Question:

We previously demonstrated that CD40 ligand-CD40 interaction induces a strong von Willebrand factor (vWF) multimer release from functionally intact endothelial cells (ECs) which might be important in early atherosclerosis. We now hypothesise that this release of ultra-large vWF (ULVWF) multimers mediates platelet adhesion and reinforces the recruitment and transmigration of circulating monocytes at sites of accelerated blood flow.

Methods:

Microfluidic devices were used to apply laminar shear stress to an intact EC monolayer.
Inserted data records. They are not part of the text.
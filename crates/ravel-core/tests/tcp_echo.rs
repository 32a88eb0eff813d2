//! End-to-end TCP echo through the full stack: worker pool, io_uring
//! engine, accept loop, per-session strand, raw pipeline.

use std::io::{Read, Write};
use std::net::TcpStream;
use std::time::Duration;

use ravel_core::app::Plugin;
use ravel_core::exec::WorkerPool;
use ravel_core::net::Endpoint;
use ravel_core::pipeline::RawPipeline;
use ravel_core::tcp::TcpServer;

fn open_fd_count() -> usize {
    std::fs::read_dir("/proc/self/fd").unwrap().count()
}

fn echo_server() -> TcpServer {
    let factory = RawPipeline::factory(|data: &[u8]| {
        let mut reply = b"ECHO: ".to_vec();
        reply.extend_from_slice(data);
        reply
    });
    TcpServer::new(Endpoint::loopback_v4(0), factory)
}

#[test]
fn echoes_and_releases_fds() {
    let baseline = open_fd_count();

    let pool = WorkerPool::with_threads(4);
    {
        let mut server = echo_server();
        server.init().unwrap();
        let port = server.local_port().unwrap();
        server.run(&pool.scheduler()).unwrap();

        let mut client = TcpStream::connect(("127.0.0.1", port)).unwrap();
        client
            .set_read_timeout(Some(Duration::from_secs(2)))
            .unwrap();
        client.write_all(b"hello\n").unwrap();

        let mut reply = [0u8; 32];
        let n = client.read(&mut reply).unwrap();
        assert_eq!(&reply[..n], b"ECHO: hello\n");

        // Second round trip on the same connection.
        client.write_all(b"again").unwrap();
        let n = client.read(&mut reply).unwrap();
        assert_eq!(&reply[..n], b"ECHO: again");

        drop(client);
        std::thread::sleep(Duration::from_millis(200));
        assert_eq!(server.session_count(), 0, "closed session must be removed");

        server.stop();
        server.stop(); // idempotent
    }
    pool.request_stop();

    std::thread::sleep(Duration::from_millis(200));
    assert_eq!(open_fd_count(), baseline, "fd leak after full run");
}

#[test]
fn concurrent_clients_each_get_their_own_echo() {
    let pool = WorkerPool::with_threads(4);
    let mut server = echo_server();
    server.init().unwrap();
    let port = server.local_port().unwrap();
    server.run(&pool.scheduler()).unwrap();

    let handles: Vec<_> = (0..8)
        .map(|i| {
            std::thread::spawn(move || {
                let mut client = TcpStream::connect(("127.0.0.1", port)).unwrap();
                client
                    .set_read_timeout(Some(Duration::from_secs(2)))
                    .unwrap();
                let message = format!("client-{i}");
                client.write_all(message.as_bytes()).unwrap();

                let mut reply = [0u8; 32];
                let n = client.read(&mut reply).unwrap();
                assert_eq!(
                    std::str::from_utf8(&reply[..n]).unwrap(),
                    format!("ECHO: client-{i}")
                );
            })
        })
        .collect();

    for handle in handles {
        handle.join().unwrap();
    }

    server.stop();
    pool.request_stop();
}

#[test]
fn no_new_connections_after_stop() {
    let pool = WorkerPool::with_threads(2);
    let mut server = echo_server();
    server.init().unwrap();
    let port = server.local_port().unwrap();
    server.run(&pool.scheduler()).unwrap();

    server.stop();
    std::thread::sleep(Duration::from_millis(100));

    // The listener is closed; a fresh connect must fail or be reset on use.
    match TcpStream::connect(("127.0.0.1", port)) {
        Err(_) => {}
        Ok(mut stream) => {
            stream
                .set_read_timeout(Some(Duration::from_millis(500)))
                .unwrap();
            let _ = stream.write_all(b"x");
            let mut buf = [0u8; 8];
            let outcome = stream.read(&mut buf);
            assert!(
                matches!(outcome, Ok(0) | Err(_)),
                "stopped server must not serve"
            );
        }
    }

    pool.request_stop();
}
Human umbilical vein ECs were seeded into ibidi µ-slides, perfused at 2.5 or 10 dyn/cm² and stimulated with histamine or soluble CD40L (sCD40L). Freshly isolated fluorescent labelled monocytes and/or platelets were added and superfused over the ECs. Cell adhesion was monitored using fluorescence microscopy or reflection interference contrast microscopy (RICM).

Results:

Upon exposure to sCD40L, deposition of ULVWF multimers comparable to histamine stimulation was monitored on the EC surface with platelets adhering to these multimers in a string-like fashion. The number of vWF-platelet strings formed over time as well as the number of attached platelets was significantly increased at 10 as compared to 2.5 dyn/cm². Moreover, rolling of monocytes on platelet-decorated vWF multimers followed by firm adhesion was observed.

Conclusions:

The stronger platelet adhesion to ULVWF multimers at arterial shear stress levels may enable monocyte recruitment and diapedesis in arteries and arterioles which normally is impossible due to the high shear rate. This may be relevant for early artherosclerotic lesions by augmenting monocyte transmigration into the subendothelial space and differentiation into pro-inflammatory macrophages.